Начался прилив, подул юго-восточный ветер, поднялись высокие волны, обрушивавшие на них такие фонтаны воды, что пришлось отбежать за ближние скалы, разматывая лесу на ходу, и даже присесть на корточки. Брызги сыпались градом и, скатываясь с намокших волос, мешали видеть. Обоим было ясно, что придется отступать и перебираться в другое место.

Питер быстро вытащил свою удочку вместе с крючком и грузилом, однако глаза его расширились, он выплюнул окурок и удивленно заморгал, стряхивая с ресниц соленую воду, когда заметил, что Джейкоб и не думает уходить, а нетерпеливо дергает свою удочку, держа удилище за середину, а потом лезет в воду, чтобы достать крючок, видимо зацепившийся за раковины мидий. Джейкоб хорошо знал море и был осторожен.

Он выждал, пока пройдет седьмая волна, которую всегда считали самой высокой и оставляющей особенно сильную зыбь и шипящую пену, и, дождавшись этого момента, прыгнул на заросшую мидиями скалу. Питер видел, как поднималась следующая волна, закричал, но голос его потонул в грохоте моря, которое, точно собираясь с силами, сперва притворилось почти спокойным, так что Джейкоб, наклонившийся над скалой, не заметил вспухавшей волны, а потом зеленая морская вода вдруг поднялась стеной и сразу затопила его по пояс. Он вскочил, держа в одной руке крючок и грузило, а в другой — Удочку, но вода уже захлестнула его по грудь, потом приподняла, точно питон добычу, вздохнула и слизнула со скалы, перевернув вниз головой. Питер успел лишь заметить, как мелькнули в воздухе ступни Джейкоба, конец его удочки, который медленно согнулся дугой, а потом не стало видно ничего, только белый пенный след, который вода тут же с ревом унесла прочь, слепя Питера сверкавшими на солнце брызгами. Несколько часов он не сводил с моря глаз, а потом увидел в воде лицо Джейкоба. Волны подтаскивали тело все ближе к берегу, и Питер попытался зацепить его крючком, что ему вскоре удалось. Джейкоб медленно кружился в воде лицом вниз. Волны занесли его в расселину меж скал, совсем рядом с тем местом, где они только что ловили рыбу, и Питеру показалось, что как-то непристойно таскать человека на крючке.

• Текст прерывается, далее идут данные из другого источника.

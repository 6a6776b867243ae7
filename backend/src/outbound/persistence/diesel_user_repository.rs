//! PostgreSQL-backed `UserRepository` and `CounterStore` implementations.
//!
//! Accounts and their statistics counters share the `users` table. Account
//! writes go through a changeset that never touches the counter columns, so
//! a profile save cannot clobber an increment that landed in between.

use std::str::FromStr;

use async_trait::async_trait;
use diesel::prelude::*;
use diesel::sql_types::{BigInt, Uuid as SqlUuid};
use diesel_async::RunQueryDsl;
use tracing::warn;

use crate::domain::ports::{CounterStore, CounterStoreError, UserFilter, UserPersistenceError, UserRepository};
use crate::domain::{
    Area, CounterAdjustment, CounterDelta, EmailAddress, PasswordHash, Role, User, UserDraft,
    UserId, UserStatistics, Username,
};

use super::diesel_error_mapping::{map_diesel_error, map_pool_error, unique_violation};
use super::models::{
    AdjustedCounterRow, NewUserRow, UserRow, UserUpdate, counter_for_db, counter_from_db,
};
use super::pool::{DbPool, PoolError};
use super::schema::users;

const USERNAME_CONSTRAINT: &str = "users_username_key";
const EMAIL_CONSTRAINT: &str = "users_email_key";

/// Diesel-backed implementation of the user and counter ports.
#[derive(Clone)]
pub struct DieselUserRepository {
    pool: DbPool,
}

impl DieselUserRepository {
    /// Create a new repository with the given connection pool.
    pub fn new(pool: DbPool) -> Self {
        Self { pool }
    }
}

fn pool_error(error: PoolError) -> UserPersistenceError {
    map_pool_error(error, UserPersistenceError::connection)
}

fn diesel_error(error: diesel::result::Error) -> UserPersistenceError {
    match unique_violation(&error) {
        Some(USERNAME_CONSTRAINT) => UserPersistenceError::duplicate_username(),
        Some(EMAIL_CONSTRAINT) => UserPersistenceError::duplicate_email(),
        _ => map_diesel_error(
            error,
            UserPersistenceError::query,
            UserPersistenceError::connection,
        ),
    }
}

fn counter_diesel_error(error: diesel::result::Error) -> CounterStoreError {
    map_diesel_error(error, CounterStoreError::query, CounterStoreError::connection)
}

/// Convert a database row into a domain user, re-validating every field.
fn row_to_user(row: UserRow) -> Result<User, UserPersistenceError> {
    let corrupt = |field: &str, detail: String| {
        warn!(user_id = %row.id, field, %detail, "stored user row is invalid");
        UserPersistenceError::query(format!("stored user {} has invalid {field}", row.id))
    };

    let username = Username::new(&row.username).map_err(|err| corrupt("username", err.to_string()))?;
    let email = EmailAddress::new(&row.email).map_err(|err| corrupt("email", err.to_string()))?;
    let role = Role::from_str(&row.role).map_err(|err| corrupt("role", err.to_string()))?;
    let area = row
        .area
        .as_deref()
        .map(Area::new)
        .transpose()
        .map_err(|err| corrupt("area", err.to_string()))?;

    let statistics = UserStatistics {
        rescues_completed: counter_from_db(row.rescues_completed),
        rescues_in_progress: counter_from_db(row.rescues_in_progress),
        rescues_rescued: counter_from_db(row.rescues_rescued),
        save_count: counter_from_db(row.save_count),
        help_count: counter_from_db(row.help_count),
        requests_submitted: counter_from_db(row.requests_submitted),
        requests_approved: counter_from_db(row.requests_approved),
        requests_rejected: counter_from_db(row.requests_rejected),
    };

    User::new(UserDraft {
        id: UserId::from_uuid(row.id),
        name: row.name.clone(),
        username,
        email,
        password_hash: PasswordHash::from_phc(row.password_hash.clone()),
        role,
        area,
        profile_picture: row.profile_picture.clone(),
        is_active: row.is_active,
        last_login: row.last_login,
        statistics,
        created_at: row.created_at,
    })
    .map_err(|err| corrupt("account", err.to_string()))
}

fn rows_to_users(rows: Vec<UserRow>) -> Result<Vec<User>, UserPersistenceError> {
    rows.into_iter().map(row_to_user).collect()
}

fn new_row(user: &User) -> NewUserRow<'_> {
    let statistics = user.statistics();
    NewUserRow {
        id: *user.id().as_uuid(),
        name: user.name(),
        username: user.username().as_str(),
        email: user.email().as_str(),
        password_hash: user.password_hash().as_phc(),
        role: user.role().as_str(),
        area: user.area().map(Area::as_str),
        profile_picture: user.profile_picture(),
        is_active: user.is_active(),
        last_login: user.last_login(),
        rescues_completed: counter_for_db(statistics.rescues_completed),
        rescues_in_progress: counter_for_db(statistics.rescues_in_progress),
        rescues_rescued: counter_for_db(statistics.rescues_rescued),
        save_count: counter_for_db(statistics.save_count),
        help_count: counter_for_db(statistics.help_count),
        requests_submitted: counter_for_db(statistics.requests_submitted),
        requests_approved: counter_for_db(statistics.requests_approved),
        requests_rejected: counter_for_db(statistics.requests_rejected),
        created_at: user.created_at(),
    }
}

fn update_row(user: &User) -> UserUpdate<'_> {
    UserUpdate {
        name: user.name(),
        email: user.email().as_str(),
        password_hash: user.password_hash().as_phc(),
        role: user.role().as_str(),
        area: user.area().map(Area::as_str),
        profile_picture: user.profile_picture(),
        is_active: user.is_active(),
        last_login: user.last_login(),
    }
}

/// One statement per adjustment. The sub-select locks the row before reading
/// the old value, so the clamp flag and the new value agree even when other
/// transactions move the same counter.
fn adjust_sql(column: &str) -> String {
    format!(
        "UPDATE users SET {column} = GREATEST(users.{column} + $2, 0) \
         FROM (SELECT id, {column} AS value FROM users WHERE id = $1 FOR UPDATE) AS previous \
         WHERE users.id = previous.id \
         RETURNING previous.value + $2 < 0 AS clamped"
    )
}

#[async_trait]
impl UserRepository for DieselUserRepository {
    async fn insert(&self, user: &User) -> Result<(), UserPersistenceError> {
        let mut conn = self.pool.get().await.map_err(pool_error)?;
        diesel::insert_into(users::table)
            .values(&new_row(user))
            .execute(&mut conn)
            .await
            .map_err(diesel_error)?;
        Ok(())
    }

    async fn save(&self, user: &User) -> Result<(), UserPersistenceError> {
        let mut conn = self.pool.get().await.map_err(pool_error)?;
        let updated = diesel::update(users::table.find(*user.id().as_uuid()))
            .set(&update_row(user))
            .execute(&mut conn)
            .await
            .map_err(diesel_error)?;
        if updated == 0 {
            return Err(UserPersistenceError::query(format!(
                "user {} does not exist",
                user.id()
            )));
        }
        Ok(())
    }

    async fn find_by_id(&self, id: &UserId) -> Result<Option<User>, UserPersistenceError> {
        let mut conn = self.pool.get().await.map_err(pool_error)?;
        let row = users::table
            .find(*id.as_uuid())
            .select(UserRow::as_select())
            .first(&mut conn)
            .await
            .optional()
            .map_err(diesel_error)?;
        row.map(row_to_user).transpose()
    }

    async fn find_by_username(
        &self,
        username: &Username,
    ) -> Result<Option<User>, UserPersistenceError> {
        let mut conn = self.pool.get().await.map_err(pool_error)?;
        let row = users::table
            .filter(users::username.eq(username.as_str()))
            .select(UserRow::as_select())
            .first(&mut conn)
            .await
            .optional()
            .map_err(diesel_error)?;
        row.map(row_to_user).transpose()
    }

    async fn find_by_ids(&self, ids: &[UserId]) -> Result<Vec<User>, UserPersistenceError> {
        if ids.is_empty() {
            return Ok(Vec::new());
        }
        let uuids: Vec<uuid::Uuid> = ids.iter().map(|id| *id.as_uuid()).collect();
        let mut conn = self.pool.get().await.map_err(pool_error)?;
        let rows = users::table
            .filter(users::id.eq_any(uuids))
            .select(UserRow::as_select())
            .load(&mut conn)
            .await
            .map_err(diesel_error)?;
        rows_to_users(rows)
    }

    async fn list(&self, filter: &UserFilter) -> Result<Vec<User>, UserPersistenceError> {
        let mut conn = self.pool.get().await.map_err(pool_error)?;
        let mut query = users::table
            .select(UserRow::as_select())
            .order(users::created_at.desc())
            .into_boxed();
        if let Some(role) = filter.role {
            query = query.filter(users::role.eq(role.as_str()));
        }
        if let Some(active) = filter.is_active {
            query = query.filter(users::is_active.eq(active));
        }
        let rows = query.load(&mut conn).await.map_err(diesel_error)?;
        rows_to_users(rows)
    }
}

#[async_trait]
impl CounterStore for DieselUserRepository {
    async fn adjust(&self, delta: &CounterDelta) -> Result<CounterAdjustment, CounterStoreError> {
        let column = delta.counter.column_name();
        let user_id = *delta.user_id.as_uuid();
        let mut conn = self
            .pool
            .get()
            .await
            .map_err(|err| map_pool_error(err, CounterStoreError::connection))?;

        let rows: Vec<AdjustedCounterRow> = diesel::sql_query(adjust_sql(column))
            .bind::<SqlUuid, _>(user_id)
            .bind::<BigInt, _>(delta.delta)
            .load(&mut conn)
            .await
            .map_err(counter_diesel_error)?;
        Ok(match rows.as_slice().first() {
            None => CounterAdjustment::UserMissing,
            Some(row) if row.clamped => CounterAdjustment::Clamped,
            Some(_) => CounterAdjustment::Applied,
        })
    }
}

#[cfg(test)]
mod tests {
    //! Error mapping, row conversion and SQL shape. The statements themselves
    //! run against PostgreSQL in `tests/diesel_*.rs`.
    use super::*;
    use chrono::{TimeZone, Utc};
    use diesel::result::{DatabaseErrorInformation, DatabaseErrorKind, Error as DieselError};
    use rstest::rstest;

    struct ConstraintInfo(&'static str);

    impl DatabaseErrorInformation for ConstraintInfo {
        fn message(&self) -> &str {
            "duplicate key value violates unique constraint"
        }
        fn details(&self) -> Option<&str> {
            None
        }
        fn hint(&self) -> Option<&str> {
            None
        }
        fn table_name(&self) -> Option<&str> {
            Some("users")
        }
        fn column_name(&self) -> Option<&str> {
            None
        }
        fn constraint_name(&self) -> Option<&str> {
            Some(self.0)
        }
        fn statement_position(&self) -> Option<i32> {
            None
        }
    }

    fn unique(constraint: &'static str) -> DieselError {
        DieselError::DatabaseError(
            DatabaseErrorKind::UniqueViolation,
            Box::new(ConstraintInfo(constraint)),
        )
    }

    fn row(role: &str, area: Option<&str>) -> UserRow {
        UserRow {
            id: uuid::Uuid::new_v4(),
            name: "Rina Das".to_owned(),
            username: "rina".to_owned(),
            email: "rina@example.org".to_owned(),
            password_hash: "$argon2id$v=19$stub".to_owned(),
            role: role.to_owned(),
            area: area.map(str::to_owned),
            profile_picture: String::new(),
            is_active: true,
            last_login: None,
            rescues_completed: 1,
            rescues_in_progress: 2,
            rescues_rescued: 3,
            save_count: 4,
            help_count: 5,
            requests_submitted: 6,
            requests_approved: 7,
            requests_rejected: -1,
            created_at: Utc.with_ymd_and_hms(2026, 3, 14, 9, 0, 0).single().expect("timestamp"),
        }
    }

    #[rstest]
    #[case(USERNAME_CONSTRAINT, UserPersistenceError::duplicate_username())]
    #[case(EMAIL_CONSTRAINT, UserPersistenceError::duplicate_email())]
    fn unique_violations_name_the_field(
        #[case] constraint: &'static str,
        #[case] expected: UserPersistenceError,
    ) {
        assert_eq!(diesel_error(unique(constraint)), expected);
    }

    #[rstest]
    fn unknown_unique_violation_is_a_query_error() {
        let mapped = diesel_error(unique("users_pkey"));
        assert!(matches!(mapped, UserPersistenceError::Query { .. }));
    }

    #[rstest]
    fn closed_connection_maps_to_connection_error() {
        let error = DieselError::DatabaseError(
            DatabaseErrorKind::ClosedConnection,
            Box::new("closed".to_owned()),
        );
        assert!(matches!(
            diesel_error(error),
            UserPersistenceError::Connection { .. }
        ));
    }

    #[rstest]
    fn rows_convert_counters_and_role() {
        let user = row_to_user(row("volunteer", Some("North"))).expect("valid row");

        assert_eq!(user.role(), Role::Volunteer);
        assert_eq!(user.area().map(Area::as_str), Some("North"));
        assert_eq!(user.statistics().save_count, 4);
        assert_eq!(user.statistics().requests_rejected, 0);
    }

    #[rstest]
    #[case(row("wizard", None))]
    #[case(row("volunteer", None))]
    fn invalid_rows_are_query_errors(#[case] stored: UserRow) {
        assert!(matches!(
            row_to_user(stored),
            Err(UserPersistenceError::Query { .. })
        ));
    }

    #[rstest]
    fn counter_sql_is_a_single_locked_statement() {
        let sql = adjust_sql("save_count");
        assert!(sql.starts_with("UPDATE users SET save_count = GREATEST(users.save_count + $2, 0)"));
        assert!(sql.contains("SELECT id, save_count AS value FROM users WHERE id = $1 FOR UPDATE"));
        assert!(sql.ends_with("RETURNING previous.value + $2 < 0 AS clamped"));
        assert!(!sql.contains("help_count"));
    }
}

Все равно ведь вытащить Джейкоба не было никакой возможности. Он порвал лесу и сел, размышляя, что же ему теперь делать. Плавать он не умел, да и спасать Джейкоба было поздно.

Однако он решился пойти домой только после наступления темноты, когда уже ничего невозможно было разглядеть.

Именно тогда Джеймс и начал всерьез свою игру со смертью. Заработав в той трещине пневмонию, он две недели пребывал между жизнью и смертью. Делия и Адель уже стали терять всякую надежду. «Он ведь старый человек, — говорил доктор, и обе понимали, что он имеет в виду, — и хотя старики тут крепкие и упрямые, но всему есть предел».

Однако Джеймс удивил их всех: он стал поправляться, перебрался домой, под присмотр Делии, и через два месяца вполне способен был прошагать километров пять по берегу.

И пусть он шел медленно, но достаточно бодро и, как всегда, с непокорно поднятой головой.

А Меченый все это время пролежал в пещере, недосягаемый для рыболовов. Это было отличное уединенное убежище близ небольшой рощицы морского бамбука, выросшего благодаря постоянно заходившему сюда холодному течению; среди этих водорослей жила целая колония лобстеров, на которых охотились осьминоги, тоже обитавшие здесь во множестве, этих осьминогов, соблюдая должное равновесие, Меченый ловил по ночам, когда те вылезали из своих темных нор. Он мгновенно проглатывал их, чтобы они не успели обхватить его голову своими щупальцами и повредить незащищенные глаза. Постепенно морская окраска Меченого восстанавливалась, заиграли опаловые и бронзовые тона, восстановились и утраченные силы, так что весной, когда горбылям-холо пришло время метать икру, он снова устремился в открытое море, без устали плывя вдоль поросших красными кораллами путей, проложенных природой на дне океана; и, если не считать крупных акул, тунцов и огромных пятнистых панцирных щук, обитавших в поверхностных слоях моря, он был самой большой рыбой в своем придонном царстве.